Politics


Pakistan: Bhutto to give UN atomic watchdog access to A.Q. Khan




Washington, 26 Sept. (AKI/DAWN) - Former prime minister Benazir Bhutto said on Tuesday that a government under her Pakistan People’s Party would give the UN nuclear watchdog access to the disgraced nuclear scientist, Dr A.Q. Khan, who lives under house arrest in Islamabad.

“The International Atomic Energy Agency would have the right to question A.Q. Khan," said Bhutto when asked at a Washington function if she would allow representatives from the US and other Western countries to interrogate the nuclear scientist.

Khan, considered the father of Pakistan's atomic bomb, has lived under virtual house arrest in Islamabad since he confessed in early 2004 to leaking sensitive nuclear technology to Iran, North Korea and Libya.

Bhutto said giving the IAEA access to Khan would satisfy the international community's desire to know more about the network of nuclear proliferators Khan had allegedly headed.

Bhutto recalled that Khan had confessed to violating the law which prevented him from sharing Pakistan’s nuclear secrets with anyone. She said that a future PPP government would also hold parliamentary hearing to determine if Khan alone was responsible for selling Pakistan’s nuclear secrets to other states or “other elements were also involved.”

Bhutto also said that she had asked PPP member Makhdoom Amin Fahim to file nomination papers as the party’s candidate for the 6 October presidential election.

She offered three conditions to President Gen Pervez Musharraf for PPP’s support and said that his response would determine the degree to which her party would take part.

The conditions she offered to Musharraf include the demand for him to resign his post as army chief, to revoke the two-term ban on the re-election of a prime minister and an across-the-board amnesty for all political leaders. The president is required to announce his response before the presidential election scheduled for 6 October.

Bhutto has announced plans to return home on 18 October.

She said if Musharraf decided to retain both posts, that of the army chief and the president, then PPP would have no option but to resign from the national and provincial assemblies. If the president responded positively, “then we will not resign, whether rest of the opposition does,” she added.

Bhutto said the PPP had decided to field a candidate for the presidential election because it wanted to remain in the political process and have the option to decide what to do in case Gen Musharraf did not accept its demands.
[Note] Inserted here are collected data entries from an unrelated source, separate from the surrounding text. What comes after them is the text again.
//! Events triggered by the Brain and the effect Systems.
//!
//! - [`brain`] – camera and IK updates fired after a pose is applied
//! - [`ground`] – landing / leaving notifications delivered over channels
//! - [`priority`] – candidate acquisition and loss
pub mod brain;
pub mod ground;
pub mod priority;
“We are doing this because we want to put ourselves in a better position to have more options. The issue of General Musharraf’s legitimacy is foremost in the minds of Pakistani people,” she told a meeting of the Middle East Institute at the Russell Senate Building in Washington.

“So as a precaution, we are filing our candidate,” she said, while noting that Musharraf had enough support in the current assemblies to win.